When he finally releases me from the spellbinding assault, he grates in my ear, “Don’t you fucking dare. I don’t care if you’re pregnant, don’t you fucking dare push me right now. I will tie you to the bed and use the flogger on you until your whole body sings and throbs, then I will take you to the edge of climax and leave you there for fucking days.”
A dry sob escapes me before I can stop it. He’s edged me and spanked me and restrained me, but nothing punishes me worse than his simmering anger that I can’t appease. I hate it. I hate it so much I want to claw at it and strangle it.
“And don’t you fucking cry,” he says, as his own voice breaks. “You took the only thing I’ve ever wanted and made a motherfucking mockery of it, a mockery of it!” I’m no longer constantly restrained, and he tangles my wrists in his fingers as he pins them above my head. “And I hate you, I fucking hate you for it.”
I’m sobbing freely now as he holds me with his left hand and undresses me with his right. His thick, hard length presses to my belly.
“I hate you, too,” I lie, knowing that his own words are lies of the highest order. A man like him would hate me by exiling me, not tying me to his bed and spoon-feeding me soup and holding my hair while I was sick, not by giving up every minute of his day to make sure I’m taken care of.
He kisses my tear-stained cheeks, and that’s when I see his own tears shining in his eyes. My heart throbs in pain at seeing his.
“I hate you,” he grates though his own misery and pain, as he pushes his cock to my entrance and thrusts, one perfect, agonizing burst of pleasure. And then his hands are on either side of my face while we move together, my hips rising to meet his thrusts, his cock filling me to perfection. He kisses me so fiercely I can’t breathe. I’m suffocating under his heat and wrath, even as my body spasms with the first ripple of bliss. He’s edged me for so long now, I’m about to combust.
I kiss him back. I lick his tongue and inhale his groan, I spread my legs and meet his strokes, I yield to his thrusts and kiss and utter domination.
“I hate you,” he whispers, but his words are hollow and weak, a fading clang of a bell that’s swallowed into the night. We roll over, me on top of him now as he tangles me in his limbs and continues his thrusting with perfect savagery. Tender lovemaking right now would slay me. I crave his fierceness to meet my pain.
My climax hits a crescendo as he screams his own rage and pleasure. We welcome the little death of self. I lay my hand on his cheek. He lets me.
“I love you,” he whispers. “I fucking love you.”
I lay my head on his chest and weep.
CHAPTER 16
“Alas, the frailty is to blame, not we, For such as we are made of, such we be.” ~ Twelfth Night, Shakespeare
Orlando
Once, before my latest imprisonment, before Romeo met Vittoria and my father died, I was taken prisoner by rival mafia. I was chained and beaten, tortured and abused. I was left in my own filth for days on end and only kept alive with the bare minimum of food and water. And that… that torture is nothing compared to what I’m going through with Angelina.
How could I think I’d survive nine months as her warden? I fucking won’t. She won’t either.
Goddamn it.
Marialena and Vittoria try to visit, but Romeo puts an emphatic end to that. No way will he allow them to interfere with what has to be done.
That’s on me. It’s all on me.
Angelina is lonely, though. She misses the girls, misses the rest of my family. In the short time she had with them, they all got along so well, it was as if she were designed for this family herself.

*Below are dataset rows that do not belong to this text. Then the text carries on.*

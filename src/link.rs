use std::{
    ffi::OsString,
    path::Path,
    process::Command,
};

use anyhow::{bail, Context, Result};
use tracing::info;

/// How a linker expects to be driven.
#[derive(Debug, Clone, Copy, PartialEq, Eq)]
enum Flavor {
    /// A C compiler driver (`cc`, `gcc`, `clang`) that adds crt files and libc itself.
    Driver,
    /// A bare ELF linker.
    Ld,
    /// MSVC-compatible `link.exe`.
    Msvc,
}

fn flavor(linker: &Path) -> Flavor {
    let stem = linker
        .file_stem()
        .map(|s| s.to_string_lossy().to_ascii_lowercase())
        .unwrap_or_default();
    match stem.as_str() {
        "ld" | "ld.lld" | "ld.gold" | "ld.bfd" => Flavor::Ld,
        "link" | "lld-link" => Flavor::Msvc,
        _ => Flavor::Driver,
    }
}

fn link_args(linker: &Path, obj: &Path, out_exe: &Path) -> Vec<OsString> {
    match flavor(linker) {
        Flavor::Driver => vec![obj.into(), "-o".into(), out_exe.into()],
        Flavor::Ld => vec![obj.into(), "-o".into(), out_exe.into(), "-lc".into()],
        Flavor::Msvc => {
            let mut out = OsString::from("/OUT:");
            out.push(out_exe);
            vec![
                obj.into(),
                out,
                "msvcrt.lib".into(),
                "legacy_stdio_definitions.lib".into(),
            ]
        }
    }
}

/// Link `obj` against the C library into `out_exe`, waiting for the linker to finish.
pub fn link_exe(linker: &Path, obj: &Path, out_exe: &Path) -> Result<()> {
    let args = link_args(linker, obj, out_exe);
    info!(
        linker = %linker.display(),
        object = %obj.display(),
        path = %out_exe.display(),
        "linking executable"
    );

    let status = Command::new(linker)
        .args(&args)
        .status()
        .with_context(|| format!("running {}", linker.display()))?;
    if !status.success() {
        bail!("{} failed ({status})", linker.display());
    }
    Ok(())
}

#[cfg(test)]
mod tests {
    use super::*;

    #[test]
    fn arguments_follow_the_linker_flavor() {
        let obj = Path::new("/tmp/prog.o");
        let exe = Path::new("/tmp/prog");

        let driver = link_args(Path::new("/usr/bin/cc"), obj, exe);
        assert_eq!(driver, vec![OsString::from("/tmp/prog.o"), "-o".into(), "/tmp/prog".into()]);

        let ld = link_args(Path::new("ld.lld"), obj, exe);
        assert_eq!(ld.last(), Some(&OsString::from("-lc")));

        let msvc = link_args(Path::new("C:/tools/link.exe"), obj, exe);
        assert_eq!(msvc[1], OsString::from("/OUT:/tmp/prog"));
    }

    #[test]
    fn missing_linker_is_an_error() {
        let dir = tempfile::tempdir().unwrap();
        let err = link_exe(
            &dir.path().join("no-such-linker"),
            &dir.path().join("a.o"),
            &dir.path().join("a"),
        )
        .unwrap_err();
        assert!(err.to_string().contains("no-such-linker"), "{err:#}");
    }
}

She sits with a book, but it’s fallen to the table, open.
“Book isn’t any good?”
I watch her shrug her slender shoulder listlessly. “It just doesn’t hold my interest.”

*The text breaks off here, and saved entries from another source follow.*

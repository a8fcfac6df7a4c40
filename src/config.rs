use std::{env, fmt, path::PathBuf};

pub const LINKER_ENV: &str = "CMINUS_LINKER";
pub const TARGET_ENV: &str = "CMINUS_TARGET";
pub const LOG_ENV: &str = "CMINUS_LOG";

const DEFAULT_LOG_FILTER: &str = "warn";
/// Searched on `PATH` in this order when no linker is configured.
const LINKER_CANDIDATES: [&str; 5] = ["cc", "gcc", "clang", "ld.lld", "ld"];

#[derive(Debug, Clone, Copy, PartialEq, Eq)]
pub enum ResolutionSource {
    CommandLine,
    Environment,
    PathSearch,
    Default,
}

impl fmt::Display for ResolutionSource {
    fn fmt(&self, f: &mut fmt::Formatter<'_>) -> fmt::Result {
        match self {
            ResolutionSource::CommandLine => write!(f, "command line"),
            ResolutionSource::Environment => write!(f, "environment"),
            ResolutionSource::PathSearch => write!(f, "PATH search"),
            ResolutionSource::Default => write!(f, "default"),
        }
    }
}

/// Settings the driver needs besides the source file.
///
/// Each setting is resolved in this order:
///  1. Command-line flag (`--linker`, `--target`)
///  2. Environment (`CMINUS_LINKER`, `CMINUS_TARGET`, `CMINUS_LOG`)
///  3. For the linker only: the first of `cc`, `gcc`, `clang`, `ld.lld`, `ld` on `PATH`
///  4. Default: no linker, the host triple, log filter `warn`
#[derive(Debug, Clone)]
pub struct CompilerConfig {
    linker: Option<PathBuf>,
    linker_source: ResolutionSource,
    target: Option<String>,
    target_source: ResolutionSource,
    log_filter: String,
    log_source: ResolutionSource,
}

impl CompilerConfig {
    pub fn detect() -> Self {
        Self::with_overrides(None, None)
    }

    pub fn with_overrides(linker: Option<PathBuf>, target: Option<String>) -> Self {
        let (linker, linker_source) = match linker {
            Some(path) => (Some(path), ResolutionSource::CommandLine),
            None => match env_value(LINKER_ENV) {
                Some(raw) => (Some(PathBuf::from(raw)), ResolutionSource::Environment),
                None => match search_linker() {
                    Some(path) => (Some(path), ResolutionSource::PathSearch),
                    None => (None, ResolutionSource::Default),
                },
            },
        };

        let target = target.map(|t| t.trim().to_owned()).filter(|t| !t.is_empty());
        let (target, target_source) = match target {
            Some(triple) => (Some(triple), ResolutionSource::CommandLine),
            None => match env_value(TARGET_ENV) {
                Some(triple) => (Some(triple), ResolutionSource::Environment),
                None => (None, ResolutionSource::Default),
            },
        };

        let (log_filter, log_source) = match env_value(LOG_ENV) {
            Some(filter) => (filter, ResolutionSource::Environment),
            None => (DEFAULT_LOG_FILTER.to_owned(), ResolutionSource::Default),
        };

        Self {
            linker,
            linker_source,
            target,
            target_source,
            log_filter,
            log_source,
        }
    }

    /// `None` when nothing was configured and nothing was found on `PATH`.
    pub fn linker(&self) -> Option<&PathBuf> {
        self.linker.as_ref()
    }

    pub fn linker_source(&self) -> ResolutionSource {
        self.linker_source
    }

    /// Explicit target triple; `None` means the host.
    pub fn target(&self) -> Option<&str> {
        self.target.as_deref()
    }

    pub fn target_source(&self) -> ResolutionSource {
        self.target_source
    }

    pub fn log_filter(&self) -> &str {
        &self.log_filter
    }

    pub fn log_source(&self) -> ResolutionSource {
        self.log_source
    }
}

fn env_value(key: &str) -> Option<String> {
    env::var(key).ok().and_then(|raw| {
        let trimmed = raw.trim();
        if trimmed.is_empty() {
            None
        } else {
            Some(trimmed.to_owned())
        }
    })
}

fn search_linker() -> Option<PathBuf> {
    LINKER_CANDIDATES
        .iter()
        .find_map(|name| which::which(name).ok())
}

“I could get you something else,” I say but don’t look at her when I do. “More books. I don’t know. Knitting needles or whatever the fuck.”
She gives me a withering look that’s almost comical before turning away. “Not sure Romeo would approve of a hobby with a tool that could double as a weapon.”

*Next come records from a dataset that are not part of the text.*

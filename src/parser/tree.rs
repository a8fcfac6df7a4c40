//! Concrete syntax tree ("Expression Tree").
//!
//! One type per grammar production. The `*Tail` types are the right-recursive
//! continuations of the predictive grammar; `None` marks the end of a list.

use crate::lexer::Token;

/// Drop, clone and compare `*Tail` chains one link at a time instead of
/// recursing once per list element.
macro_rules! linked_tail {
    ($($tail:ident { $($field:ident),+ }),+ $(,)?) => {$(
        impl Drop for $tail {
            fn drop(&mut self) {
                let mut next = self.tail.take();
                while let Some(mut link) = next {
                    next = link.tail.take();
                }
            }
        }

        impl Clone for $tail {
            fn clone(&self) -> Self {
                let mut links = Vec::new();
                let mut next = self.tail.as_deref();
                while let Some(link) = next {
                    links.push(link);
                    next = link.tail.as_deref();
                }
                let tail = links.into_iter().rev().fold(None, |tail, link| {
                    Some(Box::new($tail {
                        $($field: link.$field.clone(),)+
                        tail,
                    }))
                });
                $tail {
                    $($field: self.$field.clone(),)+
                    tail,
                }
            }
        }

        impl PartialEq for $tail {
            fn eq(&self, other: &Self) -> bool {
                let (mut left, mut right) = (Some(self), Some(other));
                loop {
                    match (left, right) {
                        (None, None) => return true,
                        (Some(l), Some(r)) => {
                            if $(l.$field != r.$field)||+ {
                                return false;
                            }
                            left = l.tail.as_deref();
                            right = r.tail.as_deref();
                        }
                        _ => return false,
                    }
                }
            }
        }

        impl Eq for $tail {}
    )+};
}

#[derive(Debug, Clone, PartialEq, Eq)]
pub struct ExpressionTree {
    pub root: DeclarationList,
}

#[derive(Debug, Clone, PartialEq, Eq)]
pub struct DeclarationList {
    pub declaration: Declaration,
    pub tail: Option<Box<DeclarationListTail>>,
}

#[derive(Debug)]
pub struct DeclarationListTail {
    pub declaration: Declaration,
    pub tail: Option<Box<DeclarationListTail>>,
}

#[derive(Debug, Clone, PartialEq, Eq)]
pub enum Declaration {
    Variable(VarDeclaration),
    Function(FunctionDeclaration),
}

/// `type ID ;` or `type ID [ NUM ] ;`
#[derive(Debug, Clone, PartialEq, Eq)]
pub struct VarDeclaration {
    pub ty: Token,
    pub identifier: Token,
    pub array_length: Option<Token>,
}

#[derive(Debug, Clone, PartialEq, Eq)]
pub struct FunctionDeclaration {
    pub return_type: Token,
    pub identifier: Token,
    pub params: Params,
    pub body: CompoundStatement,
}

#[derive(Debug, Clone, PartialEq, Eq)]
pub enum Params {
    /// `( void )`
    Void(Token),
    List(ParamList),
}

#[derive(Debug, Clone, PartialEq, Eq)]
pub struct ParamList {
    pub param: Param,
    pub tail: Option<Box<ParamListTail>>,
}

#[derive(Debug)]
pub struct ParamListTail {
    pub param: Param,
    pub tail: Option<Box<ParamListTail>>,
}

/// `int ID` or `int ID [ ]`; the latter carries an `IntPtrRef` type token.
#[derive(Debug, Clone, PartialEq, Eq)]
pub struct Param {
    pub ty: Token,
    pub identifier: Token,
}

#[derive(Debug, Clone, PartialEq, Eq)]
pub struct CompoundStatement {
    pub open: Token,
    pub local_declarations: Option<LocalDeclarations>,
    pub statements: Option<Box<StatementListTail>>,
}

#[derive(Debug, Clone, PartialEq, Eq)]
pub struct LocalDeclarations {
    pub declaration: VarDeclaration,
    pub tail: Option<Box<LocalDeclarationsTail>>,
}

#[derive(Debug)]
pub struct LocalDeclarationsTail {
    pub declaration: VarDeclaration,
    pub tail: Option<Box<LocalDeclarationsTail>>,
}

#[derive(Debug)]
pub struct StatementListTail {
    pub statement: Statement,
    pub tail: Option<Box<StatementListTail>>,
}

#[derive(Debug, Clone, PartialEq, Eq)]
pub enum Statement {
    Expression(ExpressionStatement),
    Compound(CompoundStatement),
    Selection(SelectionStatement),
    Iteration(IterationStatement),
    Return(ReturnStatement),
}

/// `expr ;` or the empty statement `;`
#[derive(Debug, Clone, PartialEq, Eq)]
pub struct ExpressionStatement {
    pub expression: Option<Expression>,
    pub semicolon: Token,
}

#[derive(Debug, Clone, PartialEq, Eq)]
pub struct SelectionStatement {
    pub keyword: Token,
    pub condition: Expression,
    pub then_body: Box<Statement>,
    pub else_body: Option<Box<Statement>>,
}

#[derive(Debug, Clone, PartialEq, Eq)]
pub struct IterationStatement {
    pub keyword: Token,
    pub condition: Expression,
    pub body: Box<Statement>,
}

#[derive(Debug, Clone, PartialEq, Eq)]
pub struct ReturnStatement {
    pub keyword: Token,
    pub expression: Option<Expression>,
}

#[derive(Debug, Clone, PartialEq, Eq)]
pub enum Expression {
    Assignment(Box<Assignment>),
    Simple(SimpleExpression),
}

#[derive(Debug, Clone, PartialEq, Eq)]
pub struct Assignment {
    pub variable: Variable,
    pub operator: Token,
    pub value: Expression,
}

/// `ID` or `ID [ expr ]`
#[derive(Debug, Clone, PartialEq, Eq)]
pub struct Variable {
    pub identifier: Token,
    pub offset: Option<Box<Expression>>,
}

impl Variable {
    pub fn is_array_ref(&self) -> bool {
        self.offset.is_some()
    }
}

/// At most one relational operator; relations do not chain.
#[derive(Debug, Clone, PartialEq, Eq)]
pub struct SimpleExpression {
    pub left: AdditiveExpression,
    pub relation: Option<(Token, AdditiveExpression)>,
}

#[derive(Debug, Clone, PartialEq, Eq)]
pub struct AdditiveExpression {
    pub term: Term,
    pub tail: Option<Box<AdditiveTail>>,
}

#[derive(Debug)]
pub struct AdditiveTail {
    pub operator: Token,
    pub term: Term,
    pub tail: Option<Box<AdditiveTail>>,
}

#[derive(Debug, Clone, PartialEq, Eq)]
pub struct Term {
    pub factor: Factor,
    pub tail: Option<Box<TermTail>>,
}

#[derive(Debug)]
pub struct TermTail {
    pub operator: Token,
    pub factor: Factor,
    pub tail: Option<Box<TermTail>>,
}

#[derive(Debug, Clone, PartialEq, Eq)]
pub enum Factor {
    Parenthesized(Box<Expression>),
    Call(CallFunction),
    Variable(Variable),
    Number(Token),
}

#[derive(Debug, Clone, PartialEq, Eq)]
pub struct CallFunction {
    pub identifier: Token,
    pub args: Args,
}

#[derive(Debug, Clone, PartialEq, Eq)]
pub struct Args {
    pub list: Option<Box<ArgsList>>,
}

#[derive(Debug, Clone, PartialEq, Eq)]
pub struct ArgsList {
    pub expression: Expression,
    pub tail: Option<Box<ArgsListTail>>,
}

#[derive(Debug)]
pub struct ArgsListTail {
    pub expression: Expression,
    pub tail: Option<Box<ArgsListTail>>,
}

linked_tail! {
    DeclarationListTail { declaration },
    ParamListTail { param },
    LocalDeclarationsTail { declaration },
    StatementListTail { statement },
    AdditiveTail { operator, term },
    TermTail { operator, factor },
    ArgsListTail { expression },
}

Yeah, she isn’t the knitting type. Even in prison there are libraries and weight rooms, classes you can take. Chapel.
“Thanks anyway,” she says in a hollow voice. “That’s kind of you but I’m good.”
I shouldn’t feel the sympathy for her that I feel, I know I shouldn’t, but I’d have to have a heart made of stone not to. She isn’t like the prisoners who’ve had their punishment coming to them.